- What is being asked -
Search the entries below. Return every line that has "TransferOwnership" in it.

[Dataset entries]
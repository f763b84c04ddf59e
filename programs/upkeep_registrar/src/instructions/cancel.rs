use anchor_lang::prelude::*;
use anchor_spl::token_interface::{Mint, TokenAccount, TokenInterface};

use crate::{
    constants::VAULT_SEED,
    error::RegistrarError,
    escrow::Escrow,
    events::RegistrationRejected,
    pending_store::PendingRequestStore,
    state::{Config, PendingRequest},
};

/// Withdraw a queued request and refund its whole balance to the admin.
pub fn cancel(ctx: Context<Cancel>, hash: [u8; 32]) -> Result<()> {
    // 1. Only the operator or the request admin may withdraw it
    let store = PendingRequestStore::open(&ctx.accounts.pending_request, hash)?;
    let pending = authorize_cancel(
        store.load(),
        ctx.accounts.caller.key(),
        ctx.accounts.config.authority,
    )?;
    require_keys_eq!(
        ctx.accounts.refund_token_account.owner,
        pending.admin,
        RegistrarError::InvalidRefundAccount
    );

    // 2. Refund, then drop the entry
    let escrow = Escrow::new(
        &ctx.accounts.vault,
        &ctx.accounts.funding_mint,
        &ctx.accounts.config,
        &ctx.accounts.token_program,
    );
    escrow.release(
        ctx.accounts.refund_token_account.to_account_info(),
        pending.balance,
    )?;
    store.remove(&pending, &ctx.accounts.rent_refund_to)?;

    msg!("Registration cancelled, refunded {}", pending.balance);
    emit!(RegistrationRejected {
        hash,
        refunded_amount: pending.balance,
        timestamp: Clock::get()?.unix_timestamp,
    });
    Ok(())
}

/// Authorization comes first: without an entry only the operator learns that
/// nothing is pending.
fn authorize_cancel(
    pending: Option<PendingRequest>,
    caller: Pubkey,
    operator: Pubkey,
) -> Result<PendingRequest> {
    let is_admin = pending.as_ref().is_some_and(|p| p.admin == caller);
    require!(
        caller == operator || is_admin,
        RegistrarError::OnlyAdminOrOwner
    );
    pending.ok_or_else(|| error!(RegistrarError::RequestNotFound))
}

#[derive(Accounts)]
pub struct Cancel<'info> {
    pub caller: Signer<'info>,

    #[account(
        seeds = [Config::PREFIX_SEED],
        bump = config.bump,
    )]
    pub config: Box<Account<'info, Config>>,

    #[account(address = config.funding_mint @ RegistrarError::InvalidFundingMint)]
    pub funding_mint: Box<InterfaceAccount<'info, Mint>>,

    #[account(
        mut,
        seeds = [VAULT_SEED],
        bump = config.vault_bump,
    )]
    pub vault: Box<InterfaceAccount<'info, TokenAccount>>,

    /// Admin's token account receiving the refund
    #[account(
        mut,
        token::mint = funding_mint,
        token::token_program = token_program,
    )]
    pub refund_token_account: Box<InterfaceAccount<'info, TokenAccount>>,

    /// CHECK: PDA of the request commitment, validated in the handler
    #[account(mut)]
    pub pending_request: UncheckedAccount<'info>,

    /// CHECK: must be the account that paid the request's rent
    #[account(mut)]
    pub rent_refund_to: UncheckedAccount<'info>,

    pub token_program: Interface<'info, TokenInterface>,
}
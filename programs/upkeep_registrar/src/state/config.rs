use anchor_lang::prelude::*;

use crate::error::RegistrarError;

#[derive(AnchorSerialize, AnchorDeserialize, Clone, Copy, Debug, Default, PartialEq, Eq, InitSpace)]
pub enum AutoApproveMode {
    #[default]
    Disabled,
    EnabledSenderAllowlist,
    EnabledAll,
}

/// Registrar-wide configuration and auto-approval counter.
/// The account is also the authority of the escrow vault and the signer the
/// registry expects on admissions.
#[account]
#[derive(Default, InitSpace, Debug)]
pub struct Config {
    pub authority: Pubkey,
    pub pending_authority: Option<Pubkey>,
    pub auto_approve_mode: AutoApproveMode,
    pub auto_approve_max_allowed: u32,
    /// Admissions granted through auto-approval; never decremented
    pub approved_count: u32,
    /// Registry program admitting upkeeps
    pub registry: Pubkey,
    pub min_funding_amount: u64,
    pub funding_mint: Pubkey,
    pub bump: u8,
    pub vault_bump: u8,
}

impl Config {
    pub const PREFIX_SEED: &'static [u8] = b"config";

    pub fn should_auto_approve(&self, sender_allowlisted: bool) -> bool {
        match self.auto_approve_mode {
            AutoApproveMode::Disabled => false,
            AutoApproveMode::EnabledSenderAllowlist => {
                sender_allowlisted && self.below_auto_approve_ceiling()
            }
            AutoApproveMode::EnabledAll => self.below_auto_approve_ceiling(),
        }
    }

    fn below_auto_approve_ceiling(&self) -> bool {
        self.approved_count < self.auto_approve_max_allowed
    }

    pub fn record_auto_approval(&mut self) -> Result<()> {
        self.approved_count = self
            .approved_count
            .checked_add(1)
            .ok_or(RegistrarError::ApprovedCountOverflow)?;
        Ok(())
    }

    /// Replace the registration settings. The approval counter is kept.
    pub fn apply(&mut self, settings: &RegistrationConfigArgs) {
        self.auto_approve_mode = settings.auto_approve_mode;
        self.auto_approve_max_allowed = settings.auto_approve_max_allowed;
        self.registry = settings.registry;
        self.min_funding_amount = settings.min_funding_amount;
    }

    pub fn propose_authority(&mut self, new_authority: Pubkey) -> Result<()> {
        require_keys_neq!(
            new_authority,
            self.authority,
            RegistrarError::CannotTransferToSelf
        );
        self.pending_authority = Some(new_authority);
        Ok(())
    }

    /// Complete a two-step ownership transfer, returning the previous authority.
    pub fn accept_authority(&mut self, signer: Pubkey) -> Result<Pubkey> {
        require!(
            self.pending_authority == Some(signer),
            RegistrarError::MustBeProposedOwner
        );
        let previous = self.authority;
        self.authority = signer;
        self.pending_authority = None;
        Ok(previous)
    }
}

#[derive(AnchorSerialize, AnchorDeserialize, Clone, Copy, Debug, PartialEq, Eq)]
pub struct RegistrationConfigArgs {
    pub auto_approve_mode: AutoApproveMode,
    pub auto_approve_max_allowed: u32,
    pub registry: Pubkey,
    pub min_funding_amount: u64,
}

#[cfg(test)]
mod tests {
    use super::*;

    const MIN_FUNDING: u64 = 1_000_000_000_000_000_000;

    fn config(mode: AutoApproveMode, max_allowed: u32) -> Config {
        Config {
            authority: Pubkey::new_unique(),
            auto_approve_mode: mode,
            auto_approve_max_allowed: max_allowed,
            registry: Pubkey::new_unique(),
            min_funding_amount: MIN_FUNDING,
            funding_mint: Pubkey::new_unique(),
            ..Default::default()
        }
    }

    #[test]
    fn disabled_never_auto_approves() {
        let config = config(AutoApproveMode::Disabled, u32::MAX);
        assert!(!config.should_auto_approve(true));
        assert!(!config.should_auto_approve(false));
    }

    #[test]
    fn enabled_all_ignores_the_allowlist() {
        let config = config(AutoApproveMode::EnabledAll, 5);
        assert!(config.should_auto_approve(true));
        assert!(config.should_auto_approve(false));
    }

    #[test]
    fn sender_allowlist_requires_membership() {
        let config = config(AutoApproveMode::EnabledSenderAllowlist, 5);
        assert!(config.should_auto_approve(true));
        assert!(!config.should_auto_approve(false));
    }

    #[test]
    fn ceiling_is_a_hard_limit_for_every_sender() {
        let mut config = config(AutoApproveMode::EnabledAll, 3);
        for _ in 0..3 {
            assert!(config.should_auto_approve(false));
            config.record_auto_approval().unwrap();
        }
        assert!(!config.should_auto_approve(false));
        assert!(!config.should_auto_approve(true));

        config.auto_approve_mode = AutoApproveMode::EnabledSenderAllowlist;
        assert!(!config.should_auto_approve(true));
    }

    #[test]
    fn raising_the_ceiling_keeps_the_counter() {
        let mut config = config(AutoApproveMode::EnabledAll, 1);
        config.record_auto_approval().unwrap();
        assert!(!config.should_auto_approve(false));

        let registry = config.registry;
        config.apply(&RegistrationConfigArgs {
            auto_approve_mode: AutoApproveMode::EnabledAll,
            auto_approve_max_allowed: 2,
            registry,
            min_funding_amount: MIN_FUNDING,
        });
        assert_eq!(config.approved_count, 1);
        assert!(config.should_auto_approve(false));

        config.record_auto_approval().unwrap();
        assert!(!config.should_auto_approve(false));
    }

    #[test]
    fn lowering_the_ceiling_below_the_counter_blocks_auto_approval() {
        let mut config = config(AutoApproveMode::EnabledAll, 4);
        config.record_auto_approval().unwrap();
        config.record_auto_approval().unwrap();

        let registry = config.registry;
        config.apply(&RegistrationConfigArgs {
            auto_approve_mode: AutoApproveMode::EnabledAll,
            auto_approve_max_allowed: 1,
            registry,
            min_funding_amount: MIN_FUNDING,
        });
        assert_eq!(config.approved_count, 2);
        assert!(!config.should_auto_approve(false));
    }

    #[test]
    fn counter_overflow_is_an_error() {
        let mut config = config(AutoApproveMode::EnabledAll, u32::MAX);
        config.approved_count = u32::MAX;
        assert_eq!(
            config.record_auto_approval().unwrap_err(),
            RegistrarError::ApprovedCountOverflow.into()
        );
    }

    #[test]
    fn two_step_ownership_transfer() {
        let mut config = config(AutoApproveMode::Disabled, 0);
        let original = config.authority;
        let proposed = Pubkey::new_unique();

        assert_eq!(
            config.propose_authority(original).unwrap_err(),
            RegistrarError::CannotTransferToSelf.into()
        );

        config.propose_authority(proposed).unwrap();
        assert_eq!(
            config.accept_authority(Pubkey::new_unique()).unwrap_err(),
            RegistrarError::MustBeProposedOwner.into()
        );
        assert_eq!(config.authority, original);

        assert_eq!(config.accept_authority(proposed).unwrap(), original);
        assert_eq!(config.authority, proposed);
        assert_eq!(config.pending_authority, None);
    }
}
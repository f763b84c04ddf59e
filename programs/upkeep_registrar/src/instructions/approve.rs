use anchor_lang::prelude::*;
use anchor_spl::token_interface::{Mint, TokenAccount, TokenInterface};

use crate::{
    constants::VAULT_SEED,
    error::RegistrarError,
    escrow::Escrow,
    events::RegistrationApproved,
    pending_store::PendingRequestStore,
    security::validation,
    state::{ApprovalParams, Config},
};
// Nested accounts need their generated client modules in scope
use crate::instructions::registry_accounts::*;

/// Operator approval of a queued request. The request is admitted with its
/// whole escrowed balance and the `offchain_config` supplied here.
pub fn approve(ctx: Context<Approve>, params: ApprovalParams, hash: [u8; 32]) -> Result<()> {
    // 1. The revealed payload must be the one that was committed to
    require!(params.commitment() == hash, RegistrarError::HashMismatch);

    // 2. Look up the queued request
    let store = PendingRequestStore::open(&ctx.accounts.pending_request, hash)?;
    let pending = store.get()?;
    validation::validate_approval(&params)?;

    // 3. Admit
    let escrow = Escrow::new(
        &ctx.accounts.vault,
        &ctx.accounts.funding_mint,
        &ctx.accounts.config,
        &ctx.accounts.token_program,
    );
    let registry = ctx.accounts.registry.adapter(
        &ctx.accounts.config,
        ctx.accounts.authority.to_account_info(),
        ctx.accounts.system_program.to_account_info(),
    )?;
    let name = params.name.clone();
    let registered = registry.admit(&escrow, params, pending.balance)?;

    // 4. The request is consumed
    store.remove(&pending, &ctx.accounts.rent_refund_to)?;

    msg!(
        "Upkeep {} approved with balance {}",
        registered.upkeep_id,
        pending.balance
    );
    RegistrationApproved::emit_event(hash, name, registered.upkeep_id, registered.forwarder)
}

#[derive(Accounts)]
pub struct Approve<'info> {
    #[account(mut)]
    pub authority: Signer<'info>,

    #[account(
        seeds = [Config::PREFIX_SEED],
        bump = config.bump,
        has_one = authority
    )]
    pub config: Box<Account<'info, Config>>,

    #[account(address = config.funding_mint @ RegistrarError::InvalidFundingMint)]
    pub funding_mint: Box<InterfaceAccount<'info, Mint>>,

    #[account(
        mut,
        seeds = [VAULT_SEED],
        bump = config.vault_bump,
    )]
    pub vault: Box<InterfaceAccount<'info, TokenAccount>>,

    /// CHECK: PDA of the request commitment, validated in the handler
    #[account(mut)]
    pub pending_request: UncheckedAccount<'info>,

    /// CHECK: must be the account that paid the request's rent
    #[account(mut)]
    pub rent_refund_to: UncheckedAccount<'info>,

    pub registry: RegistryAccounts<'info>,

    pub token_program: Interface<'info, TokenInterface>,

    pub system_program: Program<'info, System>,
}
use anchor_lang::prelude::*;

use crate::{
    constants::TYPE_AND_VERSION,
    pending_store::PendingRequestStore,
    state::{AutoApproveAllowlist, AutoApproveMode, Config, PendingRequest},
};

#[derive(AnchorSerialize, AnchorDeserialize, Clone, Copy, Debug, PartialEq, Eq)]
pub struct RegistrationConfigView {
    pub auto_approve_mode: AutoApproveMode,
    pub auto_approve_max_allowed: u32,
    pub approved_count: u32,
    pub registry: Pubkey,
    pub min_funding_amount: u64,
}

impl From<&Config> for RegistrationConfigView {
    fn from(config: &Config) -> Self {
        Self {
            auto_approve_mode: config.auto_approve_mode,
            auto_approve_max_allowed: config.auto_approve_max_allowed,
            approved_count: config.approved_count,
            registry: config.registry,
            min_funding_amount: config.min_funding_amount,
        }
    }
}

/// Zeroed when no request is pending under the hash
#[derive(AnchorSerialize, AnchorDeserialize, Clone, Copy, Debug, Default, PartialEq, Eq)]
pub struct PendingRequestView {
    pub admin: Pubkey,
    pub balance: u64,
}

impl From<Option<PendingRequest>> for PendingRequestView {
    fn from(pending: Option<PendingRequest>) -> Self {
        pending
            .map(|pending| Self {
                admin: pending.admin,
                balance: pending.balance,
            })
            .unwrap_or_default()
    }
}

pub fn type_and_version(_ctx: Context<TypeAndVersion>) -> Result<String> {
    Ok(TYPE_AND_VERSION.to_string())
}

pub fn get_registration_config(
    ctx: Context<GetRegistrationConfig>,
) -> Result<RegistrationConfigView> {
    Ok(RegistrationConfigView::from(&**ctx.accounts.config))
}

pub fn get_pending_request(
    ctx: Context<GetPendingRequest>,
    hash: [u8; 32],
) -> Result<PendingRequestView> {
    let store = PendingRequestStore::open(&ctx.accounts.pending_request, hash)?;
    Ok(PendingRequestView::from(store.load()))
}

pub fn get_auto_approve_allowed_sender(
    ctx: Context<GetAutoApproveAllowedSender>,
    sender: Pubkey,
) -> Result<bool> {
    Ok(ctx.accounts.allowlist.is_allowed(&sender))
}

#[derive(Accounts)]
pub struct TypeAndVersion {}

#[derive(Accounts)]
pub struct GetRegistrationConfig<'info> {
    #[account(seeds = [Config::PREFIX_SEED], bump = config.bump)]
    pub config: Box<Account<'info, Config>>,
}

#[derive(Accounts)]
pub struct GetPendingRequest<'info> {
    /// CHECK: PDA of the request commitment, may not exist
    pub pending_request: UncheckedAccount<'info>,
}

#[derive(Accounts)]
pub struct GetAutoApproveAllowedSender<'info> {
    #[account(seeds = [AutoApproveAllowlist::PREFIX_SEED], bump)]
    pub allowlist: Box<Account<'info, AutoApproveAllowlist>>,
}
use anchor_lang::prelude::*;

use crate::{
    events::{OwnershipTransferRequested, OwnershipTransferred},
    state::Config,
};

pub fn transfer_ownership(ctx: Context<TransferOwnership>, new_authority: Pubkey) -> Result<()> {
    let config = &mut ctx.accounts.config;
    config.propose_authority(new_authority)?;

    emit!(OwnershipTransferRequested {
        from: config.authority,
        to: new_authority,
        timestamp: Clock::get()?.unix_timestamp,
    });
    Ok(())
}

pub fn accept_ownership(ctx: Context<AcceptOwnership>) -> Result<()> {
    let new_authority = ctx.accounts.pending_authority.key();
    let previous = ctx.accounts.config.accept_authority(new_authority)?;

    msg!("Registrar ownership moved from {} to {}", previous, new_authority);
    emit!(OwnershipTransferred {
        from: previous,
        to: new_authority,
        timestamp: Clock::get()?.unix_timestamp,
    });
    Ok(())
}

#[derive(Accounts)]
pub struct TransferOwnership<'info> {
    pub authority: Signer<'info>,

    #[account(
        mut,
        seeds = [Config::PREFIX_SEED],
        bump = config.bump,
        has_one = authority
    )]
    pub config: Box<Account<'info, Config>>,
}

#[derive(Accounts)]
pub struct AcceptOwnership<'info> {
    /// Must match `config.pending_authority`, checked in the handler
    pub pending_authority: Signer<'info>,

    #[account(
        mut,
        seeds = [Config::PREFIX_SEED],
        bump = config.bump,
    )]
    pub config: Box<Account<'info, Config>>,
}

- Problem solution -
pub fn transfer_ownership(ctx: Context<TransferOwnership>, new_authority: Pubkey) -> Result<()> {
pub struct TransferOwnership<'info> {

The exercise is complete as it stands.